Ryan, Brady, Johnson Respond to Trustees Report
WASHINGTON, DC — Today, the Social Security and Medicare trustees released their annual reports on the programs’ financial health. The trustees found that, without congressional action, the Medicare hospital benefit will not be able to meet its obligations by 2030; Social Security’s combined trust funds will be exhausted in 2034; and the Social Security disability insurance program will be unable to pay its full obligations in 2016, leaving those beneficiaries facing a 19 percent cut next fall. In response, House Ways and Means Committee Chairman Paul Ryan (R-WI), Health Subcommittee Chairman Kevin Brady (R-TX), and Social Security Subcommittee Chairman Sam Johnson (R-TX) released the following statements.
“The numbers here present not just a challenge, but a choice,” said Chairman Ryan. “Either we can sit on the sidelines and put our vulnerable at risk, or we can take this issue head on. We started to strengthen Medicare earlier this year with the enactment of important structural reforms, but we’ve still got a long ways to go. And the longer we wait, the harder it will be to solve these problems. Our most urgent challenge is the solvency of the disability insurance program, and that’s why this committee has begun a bipartisan effort to improve its fiscal health. We made a promise to seniors and people with disabilities, and we’re going to do everything we can to keep it.”
“The Medicare Trustees report is yet another reminder of the urgency to act now and save Medicare for the long term,” said Chairman Brady. “Absent reform, the Trustees estimate the fiscal issues facing Medicare would require either an immediate 15 percent cut in spending or a 23 percent increase in the standard payroll tax—an outcome that would be disastrous for both seniors and our economy. However, in a welcome sign, Congress has begun to take the first steps to put Medicare on a path of long-term sustainability. Reforming the way Medicare pays local doctors has had positive effects for our nation’s seniors, providers, and the program itself. Now we must take the next step and pursue other important payment system reforms.”
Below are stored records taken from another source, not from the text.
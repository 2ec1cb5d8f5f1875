//! The element constraint `array[index] = result` over a constant array.
//!
//! Stateless: every event re-derives the mutual pruning between the index domain (small, bounded
//! by the array length after presolve) and the result domain. A reverse value-to-positions index
//! makes the result-driven direction cheap.

use enumset::enum_set;
use enumset::EnumSet;

use super::Constraint;
use super::PropagationContext;
use crate::basic_types::HashMap;
use crate::basic_types::HashSet;
use crate::engine::assignments::Assignments;
use crate::engine::domains::DomainEvent;
use crate::engine::variables::DecisionLevel;
use crate::engine::variables::VariableId;
use crate::kabocha_assert_simple;

/// `array[index] = result`, with `index` interpreted relative to `base`.
#[derive(Debug)]
pub struct IntElement {
    vars: [VariableId; 2],
    array: Vec<i64>,
    /// The index value that addresses `array[0]`.
    base: i64,
    /// Array value to the index values addressing it.
    positions: HashMap<i64, Vec<i64>>,
}

/// Creates `array[index] = result` with 1-based indexing.
pub fn int_element(index: VariableId, array: Vec<i64>, result: VariableId) -> IntElement {
    int_element_offset(index, array, result, 1)
}

/// Creates `array[index] = result` where `index == base` addresses `array[0]`.
pub fn int_element_offset(
    index: VariableId,
    array: Vec<i64>,
    result: VariableId,
    base: i64,
) -> IntElement {
    kabocha_assert_simple!(!array.is_empty(), "element requires a non-empty array");

    IntElement {
        vars: [index, result],
        array,
        base,
        positions: HashMap::default(),
    }
}

impl IntElement {
    fn index_var(&self) -> VariableId {
        self.vars[0]
    }

    fn result_var(&self) -> VariableId {
        self.vars[1]
    }

    fn array_value(&self, index_value: i64) -> Option<i64> {
        let offset = index_value - self.base;
        if offset < 0 || offset as usize >= self.array.len() {
            return None;
        }
        Some(self.array[offset as usize])
    }

    /// Re-derives both pruning directions from the current domains.
    fn prune(&self, ctx: &mut PropagationContext<'_>) {
        let index = self.index_var();
        let result = self.result_var();

        // Backward: index values whose array entry fell out of the result domain go away.
        let live_indices = ctx.values_of(index);
        let mut achievable: HashSet<i64> = HashSet::default();
        for &index_value in &live_indices {
            let value = self
                .array_value(index_value)
                .expect("presolve clamps the index domain to the array range");
            if ctx.contains(result, value) {
                let _ = achievable.insert(value);
            } else {
                ctx.enqueue_remove_value(index, index_value);
            }
        }

        if ctx.is_instantiated(index) {
            let value = self
                .array_value(ctx.value(index))
                .expect("presolve clamps the index domain to the array range");
            ctx.enqueue_instantiate(result, value);
            return;
        }

        // Forward: the result can only take achievable array entries.
        if let (Some(&low), Some(&high)) =
            (achievable.iter().min(), achievable.iter().max())
        {
            ctx.enqueue_set_min(result, low);
            ctx.enqueue_set_max(result, high);
            for value in ctx.values_of(result) {
                if value > low && value < high && !achievable.contains(&value) {
                    ctx.enqueue_remove_value(result, value);
                }
            }
        }

        // A result fixed with a single live position left fixes the index.
        if ctx.is_instantiated(result) {
            let target = ctx.value(result);
            let Some(positions) = self.positions.get(&target) else {
                return;
            };
            let mut candidates = positions
                .iter()
                .filter(|&&index_value| ctx.contains(index, index_value));
            if let (Some(&only), None) = (candidates.next(), candidates.next()) {
                ctx.enqueue_instantiate(index, only);
            }
        }
    }
}

impl Constraint for IntElement {
    fn name(&self) -> &str {
        "int_element"
    }

    fn variables(&self) -> &[VariableId] {
        &self.vars
    }

    fn subscriptions(&self) -> EnumSet<DomainEvent> {
        enum_set!(
            DomainEvent::Instantiate
                | DomainEvent::LowerBound
                | DomainEvent::UpperBound
                | DomainEvent::Removal
        )
    }

    fn presolve(&mut self, ctx: &mut PropagationContext<'_>) -> bool {
        let index = self.index_var();
        let result = self.result_var();

        if !ctx.set_min(0, index, self.base)
            || !ctx.set_max(0, index, self.base + self.array.len() as i64 - 1)
        {
            return false;
        }

        // Drop index values whose entry cannot be the result.
        for index_value in ctx.values_of(index) {
            let value = self
                .array_value(index_value)
                .expect("index domain is clamped to the array range");
            if !ctx.contains(result, value) && !ctx.remove_value(0, index, index_value) {
                return false;
            }
        }

        // Restrict the result to entries addressed by a live index value.
        let mut achievable: HashSet<i64> = HashSet::default();
        for index_value in ctx.values_of(index) {
            if let Some(value) = self.array_value(index_value) {
                let _ = achievable.insert(value);
            }
        }
        let Some(&low) = achievable.iter().min() else {
            return false;
        };
        let &high = achievable.iter().max().expect("non-empty achievable set");
        if !ctx.set_min(0, result, low) || !ctx.set_max(0, result, high) {
            return false;
        }
        for value in ctx.values_of(result) {
            if !achievable.contains(&value) && !ctx.remove_value(0, result, value) {
                return false;
            }
        }
        true
    }

    fn prepare_propagation(&mut self, ctx: &mut PropagationContext<'_>) -> bool {
        self.positions.clear();
        for (offset, &value) in self.array.iter().enumerate() {
            self.positions
                .entry(value)
                .or_default()
                .push(self.base + offset as i64);
        }
        self.prune(ctx);
        true
    }

    fn on_instantiate(
        &mut self,
        ctx: &mut PropagationContext<'_>,
        _level: DecisionLevel,
        _var: VariableId,
        _slot: usize,
        _value: i64,
        _prev_min: i64,
        _prev_max: i64,
    ) -> bool {
        self.prune(ctx);
        true
    }

    fn on_set_min(
        &mut self,
        ctx: &mut PropagationContext<'_>,
        _level: DecisionLevel,
        _var: VariableId,
        _slot: usize,
        _new_min: i64,
        _prev_min: i64,
    ) -> bool {
        self.prune(ctx);
        true
    }

    fn on_set_max(
        &mut self,
        ctx: &mut PropagationContext<'_>,
        _level: DecisionLevel,
        _var: VariableId,
        _slot: usize,
        _new_max: i64,
        _prev_max: i64,
    ) -> bool {
        self.prune(ctx);
        true
    }

    fn on_remove_value(
        &mut self,
        ctx: &mut PropagationContext<'_>,
        _level: DecisionLevel,
        _var: VariableId,
        _slot: usize,
        _value: i64,
    ) -> bool {
        self.prune(ctx);
        true
    }

    fn is_satisfied(&self, assignments: &Assignments) -> Option<bool> {
        let (index, result) = (self.index_var(), self.result_var());
        if !assignments.is_instantiated(index) || !assignments.is_instantiated(result) {
            return None;
        }
        match self.array_value(assignments.value(index)) {
            Some(value) => Some(value == assignments.value(result)),
            None => Some(false),
        }
    }
}

#[cfg(test)]
mod tests {
    use crate::constraints::int_element;
    use crate::constraints::int_element_offset;
    use crate::engine::test_helper::TestHarness;

    #[test]
    fn index_domain_is_clamped_to_the_array() {
        let mut harness = TestHarness::new();
        let index = harness.new_variable(-3, 99);
        let result = harness.new_variable(0, 100);
        harness.post(int_element(index, vec![10, 20, 30, 40], result));

        assert!(harness.prepare());
        harness.assert_bounds(index, 1, 4);
        harness.assert_bounds(result, 10, 40);
    }

    #[test]
    fn fixing_the_result_fixes_a_unique_index() {
        let mut harness = TestHarness::new();
        let index = harness.new_variable(1, 4);
        let result = harness.new_variable(0, 100);
        harness.post(int_element(index, vec![10, 20, 30, 40], result));

        assert!(harness.prepare());
        assert!(harness.decide(result, 30));
        assert_eq!(harness.value(index), Some(3));
    }

    #[test]
    fn restricting_the_index_restricts_the_result() {
        let mut harness = TestHarness::new();
        let index = harness.new_variable(1, 4);
        let result = harness.new_variable(0, 100);
        harness.post(int_element(index, vec![10, 20, 30, 40], result));

        assert!(harness.prepare());
        assert!(harness.remove(index, 1));
        assert!(harness.remove(index, 3));
        assert!(harness.propagate());

        assert!(harness.contains(result, 20));
        assert!(harness.contains(result, 40));
        assert!(!harness.contains(result, 10));
        assert!(!harness.contains(result, 30));
    }

    #[test]
    fn zero_based_indexing_addresses_the_first_entry() {
        let mut harness = TestHarness::new();
        let index = harness.new_variable(0, 3);
        let result = harness.new_variable(0, 100);
        harness.post(int_element_offset(index, vec![7, 8, 9, 10], result, 0));

        assert!(harness.prepare());
        assert!(harness.decide(index, 0));
        assert_eq!(harness.value(result), Some(7));
    }

    #[test]
    fn sparse_index_domain_restricts_the_result() {
        let mut harness = TestHarness::new();
        let index = harness.new_sparse_variable(&[1, 3]);
        let result = harness.new_variable(0, 100);
        harness.post(int_element(index, vec![5, 6, 7, 8], result));

        assert!(harness.prepare());
        assert!(harness.contains(result, 5));
        assert!(harness.contains(result, 7));
        assert!(!harness.contains(result, 6));
        assert!(!harness.contains(result, 8));
    }

    #[test]
    fn duplicate_entries_keep_all_matching_indices() {
        let mut harness = TestHarness::new();
        let index = harness.new_variable(1, 4);
        let result = harness.new_variable(0, 100);
        harness.post(int_element(index, vec![5, 6, 5, 7], result));

        assert!(harness.prepare());
        assert!(harness.decide(result, 5));
        // Two positions map to 5, so the index stays open.
        assert!(harness.contains(index, 1));
        assert!(harness.contains(index, 3));
        assert!(!harness.contains(index, 2));
        assert!(!harness.contains(index, 4));
    }
}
“Yet again, the Trustees remind us of the serious trouble Social Security is in,” said Chairman Johnson. “Just next year, the disability program won’t be able to pay promised benefits. Individuals with disabilities who rely on benefits deserve the peace of mind that they can count on Social Security. That’s why I’m committed to making the disability program work better. And that’s why Congress can’t just keep kicking the can down the road. The challenges facing the disability program will soon be the challenges that all of Social Security will face. This latest report should spur Congress to action.”